- _Task item_: The reply should contain each record below, returned exactly as given.

---------- Information provided

//! Orchestrator configuration.

use std::time::Duration;

use serde::{Deserialize, Serialize};

use crate::job::Stage;

/// Configuration for the pipeline orchestrator (`[orchestrator]`).
#[derive(Debug, Clone, Serialize, Deserialize)]
pub struct OrchestratorConfig {
    /// Start the scheduling loop with the server.
    /// When disabled, jobs are accepted but nothing runs until started.
    #[serde(default = "default_true")]
    pub enabled: bool,

    /// How often to look for due jobs (milliseconds).
    #[serde(default = "default_poll_interval")]
    pub poll_interval_ms: u64,

    /// How often every worker is probed for liveness.
    #[serde(default = "default_heartbeat_interval")]
    pub heartbeat_interval_secs: u64,

    /// Deadline for a single health probe; exceeding it counts as a miss.
    #[serde(default = "default_heartbeat_timeout")]
    pub heartbeat_timeout_secs: u64,

    /// Consecutive missed heartbeats before a worker is marked offline.
    #[serde(default = "default_miss_threshold")]
    pub heartbeat_miss_threshold: u32,

    /// Maximum stage executions in flight across all jobs.
    #[serde(default = "default_max_concurrent")]
    pub max_concurrent_dispatches: usize,

    /// Maximum executions in flight per stage.
    #[serde(default)]
    pub stage_concurrency: StageConcurrency,
}

fn default_true() -> bool {
    true
}

fn default_poll_interval() -> u64 {
    1000 // 1 second
}

fn default_heartbeat_interval() -> u64 {
    30
}

fn default_heartbeat_timeout() -> u64 {
    10
}

fn default_miss_threshold() -> u32 {
    crate::worker::DEFAULT_MISS_THRESHOLD
}

fn default_max_concurrent() -> usize {
    8
}

impl Default for OrchestratorConfig {
    fn default() -> Self {
        Self {
            enabled: true,
            poll_interval_ms: default_poll_interval(),
            heartbeat_interval_secs: default_heartbeat_interval(),
            heartbeat_timeout_secs: default_heartbeat_timeout(),
            heartbeat_miss_threshold: default_miss_threshold(),
            max_concurrent_dispatches: default_max_concurrent(),
            stage_concurrency: StageConcurrency::default(),
        }
    }
}

impl OrchestratorConfig {
    pub fn poll_interval(&self) -> Duration {
        Duration::from_millis(self.poll_interval_ms.max(1))
    }

    pub fn heartbeat_interval(&self) -> Duration {
        Duration::from_secs(self.heartbeat_interval_secs.max(1))
    }

    pub fn heartbeat_timeout(&self) -> Duration {
        Duration::from_secs(self.heartbeat_timeout_secs.max(1))
    }

    pub fn with_poll_interval_ms(mut self, ms: u64) -> Self {
        self.poll_interval_ms = ms;
        self
    }

    pub fn with_max_concurrent(mut self, max: usize) -> Self {
        self.max_concurrent_dispatches = max;
        self
    }
}

/// Per-stage concurrency caps (`[orchestrator.stage_concurrency]`).
#[derive(Debug, Clone, Serialize, Deserialize)]
pub struct StageConcurrency {
    #[serde(default = "default_acquire")]
    pub acquire: usize,
    #[serde(default = "default_extract")]
    pub extract: usize,
    #[serde(default = "default_encode")]
    pub encode: usize,
    #[serde(default = "default_identify")]
    pub identify: usize,
    #[serde(default = "default_organize")]
    pub organize: usize,
}

fn default_acquire() -> usize {
    4
}

fn default_extract() -> usize {
    2
}

fn default_encode() -> usize {
    4
}

fn default_identify() -> usize {
    4
}

fn default_organize() -> usize {
    2
}

impl Default for StageConcurrency {
    fn default() -> Self {
        Self {
            acquire: default_acquire(),
            extract: default_extract(),
            encode: default_encode(),
            identify: default_identify(),
            organize: default_organize(),
        }
    }
}

impl StageConcurrency {
    /// Cap for a work stage; terminal stages never run.
    pub fn for_stage(&self, stage: Stage) -> usize {
        match stage {
            Stage::Acquire => self.acquire,
            Stage::Extract => self.extract,
            Stage::Encode => self.encode,
            Stage::Identify => self.identify,
            Stage::Organize => self.organize,
            Stage::Done | Stage::Failed => 0,
        }
    }

    /// The same cap for every stage.
    pub fn uniform(cap: usize) -> Self {
        Self {
            acquire: cap,
            extract: cap,
            encode: cap,
            identify: cap,
            organize: cap,
        }
    }
}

--------------------

- _Output of the exercise_:
//! Orchestrator configuration.

use std::time::Duration;

use serde::{Deserialize, Serialize};

use crate::job::Stage;

/// Configuration for the pipeline orchestrator (`[orchestrator]`).
#[derive(Debug, Clone, Serialize, Deserialize)]
pub struct OrchestratorConfig {
    /// Start the scheduling loop with the server.
    /// When disabled, jobs are accepted but nothing runs until started.
    #[serde(default = "default_true")]
    pub enabled: bool,

    /// How often to look for due jobs (milliseconds).
    #[serde(default = "default_poll_interval")]
    pub poll_interval_ms: u64,

    /// How often every worker is probed for liveness.
    #[serde(default = "default_heartbeat_interval")]
    pub heartbeat_interval_secs: u64,

    /// Deadline for a single health probe; exceeding it counts as a miss.
    #[serde(default = "default_heartbeat_timeout")]
    pub heartbeat_timeout_secs: u64,

    /// Consecutive missed heartbeats before a worker is marked offline.
    #[serde(default = "default_miss_threshold")]
    pub heartbeat_miss_threshold: u32,

    /// Maximum stage executions in flight across all jobs.
    #[serde(default = "default_max_concurrent")]
    pub max_concurrent_dispatches: usize,

    /// Maximum executions in flight per stage.
    #[serde(default)]
    pub stage_concurrency: StageConcurrency,
}

fn default_true() -> bool {
    true
}

fn default_poll_interval() -> u64 {
    1000 // 1 second
}

fn default_heartbeat_interval() -> u64 {
    30
}

fn default_heartbeat_timeout() -> u64 {
    10
}

fn default_miss_threshold() -> u32 {
    crate::worker::DEFAULT_MISS_THRESHOLD
}

fn default_max_concurrent() -> usize {
    8
}

impl Default for OrchestratorConfig {
    fn default() -> Self {
        Self {
            enabled: true,
            poll_interval_ms: default_poll_interval(),
            heartbeat_interval_secs: default_heartbeat_interval(),
            heartbeat_timeout_secs: default_heartbeat_timeout(),
            heartbeat_miss_threshold: default_miss_threshold(),
            max_concurrent_dispatches: default_max_concurrent(),
            stage_concurrency: StageConcurrency::default(),
        }
    }
}

impl OrchestratorConfig {
    pub fn poll_interval(&self) -> Duration {
        Duration::from_millis(self.poll_interval_ms.max(1))
    }

    pub fn heartbeat_interval(&self) -> Duration {
        Duration::from_secs(self.heartbeat_interval_secs.max(1))
    }

    pub fn heartbeat_timeout(&self) -> Duration {
        Duration::from_secs(self.heartbeat_timeout_secs.max(1))
    }

    pub fn with_poll_interval_ms(mut self, ms: u64) -> Self {
        self.poll_interval_ms = ms;
        self
    }

    pub fn with_max_concurrent(mut self, max: usize) -> Self {
        self.max_concurrent_dispatches = max;
        self
    }
}

/// Per-stage concurrency caps (`[orchestrator.stage_concurrency]`).
#[derive(Debug, Clone, Serialize, Deserialize)]
pub struct StageConcurrency {
    #[serde(default = "default_acquire")]
    pub acquire: usize,
    #[serde(default = "default_extract")]
    pub extract: usize,
    #[serde(default = "default_encode")]
    pub encode: usize,
    #[serde(default = "default_identify")]
    pub identify: usize,
    #[serde(default = "default_organize")]
    pub organize: usize,
}

fn default_acquire() -> usize {
    4
}

fn default_extract() -> usize {
    2
}

fn default_encode() -> usize {
    4
}

fn default_identify() -> usize {
    4
}

fn default_organize() -> usize {
    2
}

impl Default for StageConcurrency {
    fn default() -> Self {
        Self {
            acquire: default_acquire(),
            extract: default_extract(),
            encode: default_encode(),
            identify: default_identify(),
            organize: default_organize(),
        }
    }
}

impl StageConcurrency {
    /// Cap for a work stage; terminal stages never run.
    pub fn for_stage(&self, stage: Stage) -> usize {
        match stage {
            Stage::Acquire => self.acquire,
            Stage::Extract => self.extract,
            Stage::Encode => self.encode,
            Stage::Identify => self.identify,
            Stage::Organize => self.organize,
            Stage::Done | Stage::Failed => 0,
        }
    }

    /// The same cap for every stage.
    pub fn uniform(cap: usize) -> Self {
        Self {
            acquire: cap,
            extract: cap,
            encode: cap,
            identify: cap,
            organize: cap,
        }
    }
}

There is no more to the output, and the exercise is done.